** Records for the task follows **

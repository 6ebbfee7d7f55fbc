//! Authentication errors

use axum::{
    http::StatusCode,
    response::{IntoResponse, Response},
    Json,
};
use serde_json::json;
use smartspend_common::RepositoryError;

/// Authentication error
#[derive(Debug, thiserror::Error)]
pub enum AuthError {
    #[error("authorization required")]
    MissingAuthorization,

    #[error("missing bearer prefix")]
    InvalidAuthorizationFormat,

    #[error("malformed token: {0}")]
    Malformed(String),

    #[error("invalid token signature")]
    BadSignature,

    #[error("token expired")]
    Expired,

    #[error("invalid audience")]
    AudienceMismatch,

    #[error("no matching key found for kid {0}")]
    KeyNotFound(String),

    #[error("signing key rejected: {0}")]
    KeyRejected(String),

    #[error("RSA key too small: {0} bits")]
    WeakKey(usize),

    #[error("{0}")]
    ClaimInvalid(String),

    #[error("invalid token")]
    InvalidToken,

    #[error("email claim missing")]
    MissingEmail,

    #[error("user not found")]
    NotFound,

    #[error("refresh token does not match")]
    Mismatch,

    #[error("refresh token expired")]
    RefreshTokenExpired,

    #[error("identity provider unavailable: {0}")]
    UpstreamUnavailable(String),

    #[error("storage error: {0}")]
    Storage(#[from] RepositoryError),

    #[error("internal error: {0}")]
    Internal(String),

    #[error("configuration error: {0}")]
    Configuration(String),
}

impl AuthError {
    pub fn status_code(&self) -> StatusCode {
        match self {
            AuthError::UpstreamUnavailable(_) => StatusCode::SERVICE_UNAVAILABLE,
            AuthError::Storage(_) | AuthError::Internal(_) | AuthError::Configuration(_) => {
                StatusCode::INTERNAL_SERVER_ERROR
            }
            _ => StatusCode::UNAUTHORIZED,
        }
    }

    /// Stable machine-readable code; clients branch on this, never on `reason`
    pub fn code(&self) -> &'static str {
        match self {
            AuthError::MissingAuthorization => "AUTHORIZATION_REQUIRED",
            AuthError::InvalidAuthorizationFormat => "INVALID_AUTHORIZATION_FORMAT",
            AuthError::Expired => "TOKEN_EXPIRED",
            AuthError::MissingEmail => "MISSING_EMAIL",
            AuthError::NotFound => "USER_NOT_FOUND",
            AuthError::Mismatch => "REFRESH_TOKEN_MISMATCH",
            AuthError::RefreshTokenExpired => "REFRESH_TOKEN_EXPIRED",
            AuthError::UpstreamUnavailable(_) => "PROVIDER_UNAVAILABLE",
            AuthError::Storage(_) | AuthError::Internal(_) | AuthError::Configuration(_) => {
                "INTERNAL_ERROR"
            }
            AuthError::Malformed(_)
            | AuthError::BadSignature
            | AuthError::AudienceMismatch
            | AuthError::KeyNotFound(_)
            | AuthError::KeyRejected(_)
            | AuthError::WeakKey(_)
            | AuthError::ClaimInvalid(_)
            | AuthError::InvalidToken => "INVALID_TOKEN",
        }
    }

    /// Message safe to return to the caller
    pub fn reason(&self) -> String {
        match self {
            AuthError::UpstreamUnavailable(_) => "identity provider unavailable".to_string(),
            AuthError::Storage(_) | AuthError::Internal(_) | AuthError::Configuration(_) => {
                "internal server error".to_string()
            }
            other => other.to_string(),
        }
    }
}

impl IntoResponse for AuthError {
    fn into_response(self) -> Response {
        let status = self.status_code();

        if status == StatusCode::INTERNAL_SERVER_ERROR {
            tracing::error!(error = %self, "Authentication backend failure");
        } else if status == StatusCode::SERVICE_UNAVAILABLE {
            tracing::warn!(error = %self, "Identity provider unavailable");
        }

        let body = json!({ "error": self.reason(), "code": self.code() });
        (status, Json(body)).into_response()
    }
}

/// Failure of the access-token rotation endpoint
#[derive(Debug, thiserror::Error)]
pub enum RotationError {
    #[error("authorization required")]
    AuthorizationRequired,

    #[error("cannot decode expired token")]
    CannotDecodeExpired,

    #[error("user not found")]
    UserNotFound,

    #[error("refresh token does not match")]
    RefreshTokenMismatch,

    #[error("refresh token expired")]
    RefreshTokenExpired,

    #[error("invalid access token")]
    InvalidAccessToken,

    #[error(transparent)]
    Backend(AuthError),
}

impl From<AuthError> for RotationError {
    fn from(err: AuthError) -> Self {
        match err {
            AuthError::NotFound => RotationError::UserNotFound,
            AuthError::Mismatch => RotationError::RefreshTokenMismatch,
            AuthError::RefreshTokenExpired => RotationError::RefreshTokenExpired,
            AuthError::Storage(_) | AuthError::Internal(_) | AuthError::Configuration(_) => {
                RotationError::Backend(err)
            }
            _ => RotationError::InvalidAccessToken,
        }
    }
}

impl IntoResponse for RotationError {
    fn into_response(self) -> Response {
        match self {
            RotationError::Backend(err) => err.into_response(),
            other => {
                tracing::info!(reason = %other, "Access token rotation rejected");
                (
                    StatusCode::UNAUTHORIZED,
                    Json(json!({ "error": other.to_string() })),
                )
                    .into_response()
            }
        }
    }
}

** End of Records for the task **
** Records for the task follows **

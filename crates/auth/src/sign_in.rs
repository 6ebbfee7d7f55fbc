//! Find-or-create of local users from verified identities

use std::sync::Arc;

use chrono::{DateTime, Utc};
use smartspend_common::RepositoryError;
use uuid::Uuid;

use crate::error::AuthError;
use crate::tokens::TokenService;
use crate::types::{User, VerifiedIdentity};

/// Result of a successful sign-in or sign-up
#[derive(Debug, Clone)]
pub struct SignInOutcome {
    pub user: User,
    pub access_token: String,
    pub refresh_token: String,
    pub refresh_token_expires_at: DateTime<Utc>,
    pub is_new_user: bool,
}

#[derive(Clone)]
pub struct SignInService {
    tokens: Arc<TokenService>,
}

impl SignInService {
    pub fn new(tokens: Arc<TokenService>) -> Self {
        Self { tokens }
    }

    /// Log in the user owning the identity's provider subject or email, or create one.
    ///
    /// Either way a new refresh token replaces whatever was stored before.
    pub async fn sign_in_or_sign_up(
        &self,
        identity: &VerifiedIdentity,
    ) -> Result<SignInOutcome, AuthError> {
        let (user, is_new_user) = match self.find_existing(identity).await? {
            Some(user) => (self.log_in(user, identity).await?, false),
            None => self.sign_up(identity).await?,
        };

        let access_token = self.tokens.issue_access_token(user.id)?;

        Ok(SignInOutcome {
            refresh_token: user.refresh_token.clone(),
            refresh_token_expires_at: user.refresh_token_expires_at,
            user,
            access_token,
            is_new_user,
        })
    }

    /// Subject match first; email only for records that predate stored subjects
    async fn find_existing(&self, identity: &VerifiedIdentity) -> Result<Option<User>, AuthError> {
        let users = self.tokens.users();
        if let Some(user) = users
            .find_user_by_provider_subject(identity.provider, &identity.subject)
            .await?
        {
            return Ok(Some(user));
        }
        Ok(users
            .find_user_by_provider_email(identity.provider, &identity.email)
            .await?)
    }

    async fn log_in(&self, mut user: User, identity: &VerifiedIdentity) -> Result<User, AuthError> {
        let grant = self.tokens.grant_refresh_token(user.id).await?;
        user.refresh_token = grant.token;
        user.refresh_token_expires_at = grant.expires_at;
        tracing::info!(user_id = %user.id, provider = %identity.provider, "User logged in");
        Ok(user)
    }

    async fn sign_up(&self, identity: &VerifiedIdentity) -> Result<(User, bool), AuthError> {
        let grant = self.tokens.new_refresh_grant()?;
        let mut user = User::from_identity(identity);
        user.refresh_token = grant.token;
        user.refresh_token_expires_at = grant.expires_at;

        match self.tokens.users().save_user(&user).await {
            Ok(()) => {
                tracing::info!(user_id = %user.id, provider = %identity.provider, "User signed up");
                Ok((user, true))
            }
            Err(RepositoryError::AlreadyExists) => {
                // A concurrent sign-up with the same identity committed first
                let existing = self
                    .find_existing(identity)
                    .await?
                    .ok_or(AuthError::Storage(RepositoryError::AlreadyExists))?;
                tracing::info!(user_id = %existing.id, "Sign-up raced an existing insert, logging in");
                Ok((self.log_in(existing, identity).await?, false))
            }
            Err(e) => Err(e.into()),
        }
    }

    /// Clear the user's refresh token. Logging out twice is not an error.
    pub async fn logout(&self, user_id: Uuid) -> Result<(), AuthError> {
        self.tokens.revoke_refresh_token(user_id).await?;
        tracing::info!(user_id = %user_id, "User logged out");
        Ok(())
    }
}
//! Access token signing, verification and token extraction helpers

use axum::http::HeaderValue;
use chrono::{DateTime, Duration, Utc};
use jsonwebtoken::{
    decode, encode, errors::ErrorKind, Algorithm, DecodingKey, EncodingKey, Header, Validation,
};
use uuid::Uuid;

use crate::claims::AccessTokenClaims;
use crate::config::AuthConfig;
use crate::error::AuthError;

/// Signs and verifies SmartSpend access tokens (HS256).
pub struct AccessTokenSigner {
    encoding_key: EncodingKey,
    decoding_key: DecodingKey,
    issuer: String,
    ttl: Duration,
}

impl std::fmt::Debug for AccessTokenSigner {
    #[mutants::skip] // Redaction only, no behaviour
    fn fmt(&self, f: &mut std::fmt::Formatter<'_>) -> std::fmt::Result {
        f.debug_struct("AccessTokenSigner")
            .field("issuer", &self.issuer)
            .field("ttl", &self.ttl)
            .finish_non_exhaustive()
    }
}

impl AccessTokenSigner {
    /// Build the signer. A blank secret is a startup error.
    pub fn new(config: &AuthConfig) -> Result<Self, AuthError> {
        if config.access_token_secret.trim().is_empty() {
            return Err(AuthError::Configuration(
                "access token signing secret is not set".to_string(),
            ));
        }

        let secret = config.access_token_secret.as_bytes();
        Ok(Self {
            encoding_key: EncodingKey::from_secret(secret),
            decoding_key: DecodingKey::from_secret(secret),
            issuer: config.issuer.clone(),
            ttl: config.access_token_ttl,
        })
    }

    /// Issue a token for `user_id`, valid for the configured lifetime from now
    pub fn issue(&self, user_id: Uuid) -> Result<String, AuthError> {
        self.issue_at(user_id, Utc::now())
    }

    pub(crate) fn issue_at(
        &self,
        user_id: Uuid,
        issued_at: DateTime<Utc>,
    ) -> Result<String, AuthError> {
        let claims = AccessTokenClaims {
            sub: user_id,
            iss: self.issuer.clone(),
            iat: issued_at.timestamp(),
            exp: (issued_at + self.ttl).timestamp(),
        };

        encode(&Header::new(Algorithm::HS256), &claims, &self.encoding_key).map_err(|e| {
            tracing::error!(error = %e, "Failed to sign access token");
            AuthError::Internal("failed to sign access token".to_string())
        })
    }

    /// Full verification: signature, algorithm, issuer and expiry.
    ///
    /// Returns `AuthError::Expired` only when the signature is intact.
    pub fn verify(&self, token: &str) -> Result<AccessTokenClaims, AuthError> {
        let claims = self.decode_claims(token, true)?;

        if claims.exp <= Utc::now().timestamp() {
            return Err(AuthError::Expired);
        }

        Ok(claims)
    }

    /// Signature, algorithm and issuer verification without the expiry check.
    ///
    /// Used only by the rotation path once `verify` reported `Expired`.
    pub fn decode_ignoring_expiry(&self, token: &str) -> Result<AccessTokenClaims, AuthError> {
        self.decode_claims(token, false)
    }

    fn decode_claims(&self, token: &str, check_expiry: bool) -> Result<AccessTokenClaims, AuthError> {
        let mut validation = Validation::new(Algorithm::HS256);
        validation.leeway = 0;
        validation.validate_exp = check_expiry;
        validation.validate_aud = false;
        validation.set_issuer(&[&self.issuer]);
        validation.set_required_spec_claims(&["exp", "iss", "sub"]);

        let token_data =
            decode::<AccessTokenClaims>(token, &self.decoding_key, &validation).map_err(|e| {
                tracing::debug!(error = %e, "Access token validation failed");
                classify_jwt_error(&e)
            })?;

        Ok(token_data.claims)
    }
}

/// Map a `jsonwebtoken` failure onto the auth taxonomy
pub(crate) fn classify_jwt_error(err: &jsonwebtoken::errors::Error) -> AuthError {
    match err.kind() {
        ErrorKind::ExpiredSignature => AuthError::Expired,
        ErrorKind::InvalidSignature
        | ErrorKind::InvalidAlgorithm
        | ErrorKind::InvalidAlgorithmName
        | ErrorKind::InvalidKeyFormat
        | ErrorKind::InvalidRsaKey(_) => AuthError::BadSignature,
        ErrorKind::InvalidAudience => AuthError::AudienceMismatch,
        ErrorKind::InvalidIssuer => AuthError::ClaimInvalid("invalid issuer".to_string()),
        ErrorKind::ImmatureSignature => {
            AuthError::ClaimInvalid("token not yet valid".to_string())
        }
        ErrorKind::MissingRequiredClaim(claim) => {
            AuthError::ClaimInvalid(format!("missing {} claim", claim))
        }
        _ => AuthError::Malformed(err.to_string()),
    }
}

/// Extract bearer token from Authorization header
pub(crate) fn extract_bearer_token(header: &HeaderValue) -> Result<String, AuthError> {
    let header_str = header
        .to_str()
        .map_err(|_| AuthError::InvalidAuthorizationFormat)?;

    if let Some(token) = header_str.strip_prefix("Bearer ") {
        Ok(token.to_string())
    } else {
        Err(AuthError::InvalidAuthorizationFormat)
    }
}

** End of Records for the task **

- _Exercise aim_
Taking the records above, retype every line from the one with "filename crates/auth/src/sign_in.rs" down to the one with "sign-in or sign-up", exactly and with nothing else.

- _Answer box_
filename crates/auth/src/sign_in.rs
repository 6ebbfee7d7f55fbc
//! Find-or-create of local users from verified identities

use std::sync::Arc;

use chrono::{DateTime, Utc};
use smartspend_common::RepositoryError;
use uuid::Uuid;

use crate::error::AuthError;
use crate::tokens::TokenService;
use crate::types::{User, VerifiedIdentity};

/// Result of a successful sign-in or sign-up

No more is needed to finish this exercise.